The History of Apache Hadoop and Big Data

Abstract

Apache Hadoop started in 2006 as an open source implementation of Google's file system and MapReduce execution engine. It quickly became a significant part of the Big Data phenomenon. Many other tools joined the Hadoop ecosystem, such as Apache Hive, Spark, and Kafka bringing SQL, programmatic data processing, and streaming. More recently machine learning, AI, and IoT have joined the fray. And of course the tectonic shift to the cloud has changed how these tools are deployed and used.

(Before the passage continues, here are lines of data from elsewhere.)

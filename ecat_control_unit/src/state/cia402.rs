//! CiA 402 drive state classification and control word transitions.
//!
//! Both functions are pure table lookups. The classification table is
//! evaluated top to bottom and the first matching `(mask, value)` pair wins;
//! a status word matching no row is `UnknownState`, which is never operational.

use std::fmt;

/// CiA 402 power drive system state.
#[derive(Debug, Clone, Copy, PartialEq, Eq, Hash, Default)]
#[repr(u8)]
pub enum Cia402State {
    /// Initial value before the first status word was evaluated.
    #[default]
    Start = 0,
    NotReadyToSwitchOn = 1,
    SwitchOnDisabled = 2,
    ReadyToSwitchOn = 3,
    SwitchOn = 4,
    OperationEnabled = 5,
    QuickStopActive = 6,
    FaultReactionActive = 7,
    Fault = 8,
    /// Status word matched no row of the classification table.
    UnknownState = 9,
}

impl Cia402State {
    /// Only OPERATION_ENABLED authorises nonzero actuation.
    #[inline]
    pub const fn is_operational(self) -> bool {
        matches!(self, Self::OperationEnabled)
    }

    pub const fn name(self) -> &'static str {
        match self {
            Self::Start => "START",
            Self::NotReadyToSwitchOn => "NOT_READY_TO_SWITCH_ON",
            Self::SwitchOnDisabled => "SWITCH_ON_DISABLED",
            Self::ReadyToSwitchOn => "READY_TO_SWITCH_ON",
            Self::SwitchOn => "SWITCH_ON",
            Self::OperationEnabled => "OPERATION_ENABLED",
            Self::QuickStopActive => "QUICK_STOP_ACTIVE",
            Self::FaultReactionActive => "FAULT_REACTION_ACTIVE",
            Self::Fault => "FAULT",
            Self::UnknownState => "UNKNOWN_STATE",
        }
    }
}

impl fmt::Display for Cia402State {
    fn fmt(&self, f: &mut fmt::Formatter<'_>) -> fmt::Result {
        f.write_str(self.name())
    }
}

// ─── Classification ─────────────────────────────────────────────────

const MASK_SHORT: u16 = 0b0100_1111;
const MASK_LONG: u16 = 0b0110_1111;

/// `(mask, expected, state)` rows in priority order.
const STATE_TABLE: [(u16, u16, Cia402State); 8] = [
    (MASK_SHORT, 0b0000_0000, Cia402State::NotReadyToSwitchOn),
    (MASK_SHORT, 0b0100_0000, Cia402State::SwitchOnDisabled),
    (MASK_LONG, 0b0010_0001, Cia402State::ReadyToSwitchOn),
    (MASK_LONG, 0b0010_0011, Cia402State::SwitchOn),
    (MASK_LONG, 0b0010_0111, Cia402State::OperationEnabled),
    (MASK_LONG, 0b0000_0111, Cia402State::QuickStopActive),
    (MASK_SHORT, 0b0000_1111, Cia402State::FaultReactionActive),
    (MASK_SHORT, 0b0000_1000, Cia402State::Fault),
];

/// Classify a status word into its CiA 402 state.
pub fn derive_state(status_word: u16) -> Cia402State {
    STATE_TABLE
        .iter()
        .find(|(mask, expected, _)| status_word & mask == *expected)
        .map_or(Cia402State::UnknownState, |&(_, _, state)| state)
}

// ─── Transitions ────────────────────────────────────────────────────

/// Control word that advances a drive in `state` towards OPERATION_ENABLED.
///
/// States without a transition of their own return `control_word` unchanged.
pub const fn transition_to_state(state: Cia402State, control_word: u16) -> u16 {
    match state {
        Cia402State::SwitchOnDisabled => (control_word & 0b0111_1110) | 0b0000_0110,
        Cia402State::ReadyToSwitchOn => (control_word & 0b0111_0111) | 0b0000_0111,
        Cia402State::SwitchOn => (control_word & 0b0111_1111) | 0b0000_1111,
        Cia402State::QuickStopActive => (control_word & 0b0111_1111) | 0b0000_1111,
        Cia402State::Fault => (control_word & 0b1111_1111) | 0b1000_0000,
        Cia402State::Start
        | Cia402State::NotReadyToSwitchOn
        | Cia402State::OperationEnabled
        | Cia402State::FaultReactionActive
        | Cia402State::UnknownState => control_word,
    }
}
//! Shared fixture: a control loop plus a "master" handle on the same objects.

mod drive_gate;
mod lock_discipline;
mod run_loop;
mod shutdown;
mod startup;

use std::sync::Arc;

use ecat_common::drive::{DriveRecord, DriveRecords};
use ecat_control_unit::command::CommandExchange;
use ecat_control_unit::config::{DriveUnitConfig, RtConfig};
use ecat_control_unit::cycle::ControlLoop;
use ecat_control_unit::kinematics::DifferentialDrive;
use ecat_shared_memory::{OpenMode, SharedMemoryChannel};

pub struct Fixture {
    pub control: ControlLoop<DifferentialDrive>,
    pub master: SharedMemoryChannel,
    pub exchange: Arc<CommandExchange>,
    pub kinematics: DifferentialDrive,
    segment: String,
    semaphore: String,
}

impl Fixture {
    pub fn new(tag: &str) -> Self {
        Self::with_config(tag, test_config())
    }

    pub fn with_config(tag: &str, config: DriveUnitConfig) -> Self {
        let pid = std::process::id();
        let segment = format!("/ecat_it_{pid}_{tag}");
        let semaphore = format!("/ecat_it_{pid}_{tag}_sem");
        let _ = SharedMemoryChannel::unlink(&segment, &semaphore);

        let master = SharedMemoryChannel::init(&segment, &semaphore, OpenMode::Create).unwrap();
        let channel = SharedMemoryChannel::init(&segment, &semaphore, OpenMode::Open).unwrap();
        let exchange = Arc::new(CommandExchange::new());
        let kinematics = DifferentialDrive::new(config.kinematics);
        let control = ControlLoop::new(
            channel,
            kinematics.clone(),
            Arc::clone(&exchange),
            &config,
        );

        Self {
            control,
            master,
            exchange,
            kinematics,
            segment,
            semaphore,
        }
    }

    /// Master side: set both status words.
    pub fn set_status(&self, right: u16, left: u16) {
        self.modify(|records| {
            records[0].status_word = right;
            records[1].status_word = left;
        });
    }

    /// Master side: read-modify-write under the semaphore.
    pub fn modify(&self, f: impl FnOnce(&mut DriveRecords)) {
        let mut guard = self.master.lock().unwrap();
        let mut records = guard.read().unwrap();
        f(&mut records);
        guard.write(&records).unwrap();
    }

    /// Another handle on the same named objects.
    pub fn open_handle(&self) -> SharedMemoryChannel {
        SharedMemoryChannel::init(&self.segment, &self.semaphore, OpenMode::Open).unwrap()
    }

    /// Master side: snapshot of both slots.
    pub fn records(&self) -> [DriveRecord; 2] {
        self.master.lock().unwrap().read().unwrap()
    }
}

impl Drop for Fixture {
    fn drop(&mut self) {
        let _ = SharedMemoryChannel::unlink(&self.segment, &self.semaphore);
    }
}

pub fn test_config() -> DriveUnitConfig {
    DriveUnitConfig {
        rt: RtConfig {
            enabled: false,
            ..Default::default()
        },
        ..Default::default()
    }
}

/// Minimal CiA 402 drive: answers each control word with the next status word.
pub fn drive_response(control_word: u16, status_word: u16) -> u16 {
    match control_word & 0x008F {
        0x0006 => 0x0231,
        0x0007 => 0x0233,
        0x000F => 0x0237,
        0x0080 => 0x0250,
        _ => status_word,
    }
}
//! Drive state machine root.
//!
//! CiA 402 classification/transition tables and the per-drive supervisor
//! that applies them once per cycle.

pub mod cia402;
pub mod supervisor;

pub use cia402::{Cia402State, derive_state, transition_to_state};
pub use supervisor::{DriveEvaluation, DrivePolicy, DriveSupervisorState};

In this talk Alan Gates, co-founder of Hortonworks (now Cloudera) and a committer on Apache big data projects since 2007, will talk about the history of big data, the current state of the art, and offer some thoughts on where it is headed in the near future.

Bio

Alan Gates is one of the founders of Hortonworks (now Cloudera). He has been developing inside databases since the 1990s. In 2007 he joined the Hadoop team in Yahoo! and helped bring Pig to Apache. Since then he has been heavily involved in Apache Hive as well as mentoring many other Apache projects. He is currently a member of the architecture team at Cloudera. Alan has a BS in Mathematics from Oregon State University and a MA in Theology from Fuller Theological Seminary. He is the author of the book Programming Pig from O’Reilly Press.

Talk Time and Place

February 26, 2019 @ 1:20PM in MH 225